現有のふるいは、100目、80目、60目、40目(8寸)、30目だが、今になって判ったことは、100目、80目のような細かいふるいは不要だったということ。
石臼で碾くと細かいのから粗いのまで分布が広いので、細かいふるいで篩うのは意味が無いというか、そば粉は粒子が細かければ細かいほど風味が薄くなるということが身にしみて体感出来た。

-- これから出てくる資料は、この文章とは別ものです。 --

//! First-class invariants for the time-travel state machine.
//!
//! Invariants are logical properties that must hold after every transition.
//! They are testable independently and document what the machine guarantees.

/// A logical property that must hold for a given state.
pub trait Invariant<S> {
    /// Checks if the invariant holds for the given state.
    fn holds(state: &S) -> bool;

    /// Human-readable description of the invariant.
    fn description() -> &'static str;
}

/// Violation of an invariant.
#[derive(Debug, Clone, PartialEq, Eq)]
pub struct InvariantViolation {
    /// Description of the violated invariant.
    pub description: String,
}

impl InvariantViolation {
    /// Creates a new invariant violation.
    pub fn new(description: impl Into<String>) -> Self {
        Self {
            description: description.into(),
        }
    }
}

/// A set of invariants that can be checked together.
///
/// Implemented for tuples of invariants.
pub trait InvariantSet<S> {
    /// Checks all invariants in the set, collecting every violation.
    fn check_all(state: &S) -> Result<(), Vec<InvariantViolation>>;
}

macro_rules! impl_invariant_set {
    ($($name:ident),+) => {
        impl<S, $($name),+> InvariantSet<S> for ($($name,)+)
        where
            $($name: Invariant<S>,)+
        {
            fn check_all(state: &S) -> Result<(), Vec<InvariantViolation>> {
                let mut violations = Vec::new();
                $(
                    if !$name::holds(state) {
                        violations.push(InvariantViolation::new($name::description()));
                    }
                )+
                if violations.is_empty() {
                    Ok(())
                } else {
                    Err(violations)
                }
            }
        }
    };
}

impl_invariant_set!(I1, I2);
impl_invariant_set!(I1, I2, I3);
impl_invariant_set!(I1, I2, I3, I4);
impl_invariant_set!(I1, I2, I3, I4, I5);
impl_invariant_set!(I1, I2, I3, I4, I5, I6);

pub mod alternating_turn;
pub mod decided_is_final;
pub mod history_consistent;
pub mod initial_snapshot;
pub mod monotonic_board;
pub mod step_in_bounds;

pub use alternating_turn::AlternatingTurnInvariant;
pub use decided_is_final::DecidedIsFinalInvariant;
pub use history_consistent::HistoryConsistentInvariant;
pub use initial_snapshot::InitialSnapshotInvariant;
pub use monotonic_board::MonotonicBoardInvariant;
pub use step_in_bounds::StepInBoundsInvariant;

/// Every state machine invariant as a composable set.
pub type TimeTravelInvariants = (
    StepInBoundsInvariant,
    InitialSnapshotInvariant,
    MonotonicBoardInvariant,
    HistoryConsistentInvariant,
    AlternatingTurnInvariant,
    DecidedIsFinalInvariant,
);

#[cfg(test)]
mod tests {
    use super::*;
    use crate::machine::GameStateMachine;
    use crate::{Cell, Player, Position};

    #[test]
    fn test_invariant_set_holds_for_new_game() {
        let game = GameStateMachine::new();
        assert!(TimeTravelInvariants::check_all(&game).is_ok());
    }

    #[test]
    fn test_invariant_set_holds_after_time_travel() {
        let mut game = GameStateMachine::replay(&[0, 4, 1, 7]).unwrap();
        game.jump_to(1).unwrap();
        game.apply_move(8).unwrap();
        assert!(TimeTravelInvariants::check_all(&game).is_ok());
    }

    #[test]
    fn test_invariant_set_reports_every_violation() {
        let mut game = GameStateMachine::replay(&[4]).unwrap();
        game.history.moves[0]
            .squares
            .set(Position::TopLeft, Cell::Occupied(Player::O));
        game.current_step = 5;

        let violations = TimeTravelInvariants::check_all(&game).unwrap_err();
        let descriptions: Vec<_> = violations.iter().map(|v| v.description.as_str()).collect();
        assert!(descriptions.contains(&StepInBoundsInvariant::description()));
        assert!(descriptions.contains(&InitialSnapshotInvariant::description()));
    }

    #[test]
    fn test_two_invariants_as_set() {
        type TwoInvariants = (MonotonicBoardInvariant, AlternatingTurnInvariant);
        assert!(TwoInvariants::check_all(&GameStateMachine::new()).is_ok());
    }
}
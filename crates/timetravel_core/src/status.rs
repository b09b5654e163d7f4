//! Status line derived from the current board.

use crate::{Player, Position, Win};
use serde::Serialize;

/// What the renderer shows above the history list.
///
/// Never stored; recomputed from the state on every read.
#[derive(Debug, Clone, Copy, PartialEq, Eq, Serialize)]
#[serde(tag = "kind", rename_all = "snake_case")]
pub enum DisplayStatus {
    /// The current board has a winning line.
    Winner {
        /// Owner of the line.
        player: Player,
        /// Cells to highlight.
        line: [Position; 3],
    },
    /// All nine moves made without a line.
    Draw,
    /// Game continues.
    NextPlayer {
        /// Player to move.
        player: Player,
    },
}

impl DisplayStatus {
    /// The winning line, if any.
    pub fn win(&self) -> Option<Win> {
        match *self {
            DisplayStatus::Winner { player, line } => Some(Win { player, line }),
            _ => None,
        }
    }

    /// Whether no further move can be made.
    pub fn is_over(&self) -> bool {
        !matches!(self, DisplayStatus::NextPlayer { .. })
    }
}

impl From<Win> for DisplayStatus {
    fn from(win: Win) -> Self {
        DisplayStatus::Winner {
            player: win.player,
            line: win.line,
        }
    }
}

impl std::fmt::Display for DisplayStatus {
    fn fmt(&self, f: &mut std::fmt::Formatter<'_>) -> std::fmt::Result {
        match self {
            DisplayStatus::Winner { player, .. } => write!(f, "Winner: {}", player),
            DisplayStatus::Draw => write!(f, "Draw"),
            DisplayStatus::NextPlayer { player } => write!(f, "Next player: {}", player),
        }
    }
}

理想は、先に雑味や色黒の原因であるそば殻を徹底的に排除しておいて、それから石臼にかける。それをふるいにかけて、二度碾き、三度碾きしなくて済むような、石臼一回碾きのそば粉。それも粗くても30目のふるいにかける必要がない程度に。
実にアバウトな出来の石臼であるし、理科系ではないから正確な投入量の制御は不可能で、となるとそれは自分の勘で測って近づいてゆくほかないのだけれど。

2012年2月25日土曜日

種自体は固定種

ひょんな場所からカボチャの種が出て来た。昨年の初秋にさるツアーで行った農家のおじさんから一本ずついただいた灰緑色の、丸くなく長いカボチャの種。食べた時においしかったので種を洗って乾燥させて封筒に入れておいた。
今年、これを播いて栽培してみようと思う。ネットで検索すると宿儺かぼちゃ、飛騨かぼちゃ、丹生川かぼちゃなどと形質がそっくり。「宿儺かぼちゃ」と「飛騨かぼちゃ」は商標登録されているらしいが、種自体は固定種で種苗登録はされていないのか、どうか。
著作権とおんなじで自分で個人的に栽培して食べる分には問題ないだろう。

2012年2月23日木曜日

今日はなんだか

凹むことばかり。石臼は入手し損ねるし、ある方に上げたそば粉も誰にどんな風に打たれ、どんな風にゆでられたのか、ずいぶん無残な結果だったらしい。一種の討ち死にである。
やはりよそに出すのはやめておこう。十年早い。

めげずに、夕食用に自分だけの蕎麦を打つ。同じ在来種の60目と30目をどちらも十割で打ち、食べ比べ。
60目の方は楽に打てて細く切れたが、30目の方は優しく延していってもやや厚めで太めに仕上がり、なおかつ10cm、15cmくらいのものが多い。
ただし汁につけずに食べてみると、30目は噛むたびに蕎麦の味が噴出するが、60目はおとなしいというか、マイルド。
味が濃いのはいいが、問題点は30目の食感。30目をもっと薄く延して細く切れたらいいのだけど。それか、もうちょっと甘皮をセーブするような碾き方をする?
総合点からいうとどうも二八の方がバランスがいいような気がしてしまうが、次回は30目を用いて1:9か1:10で試してみよう。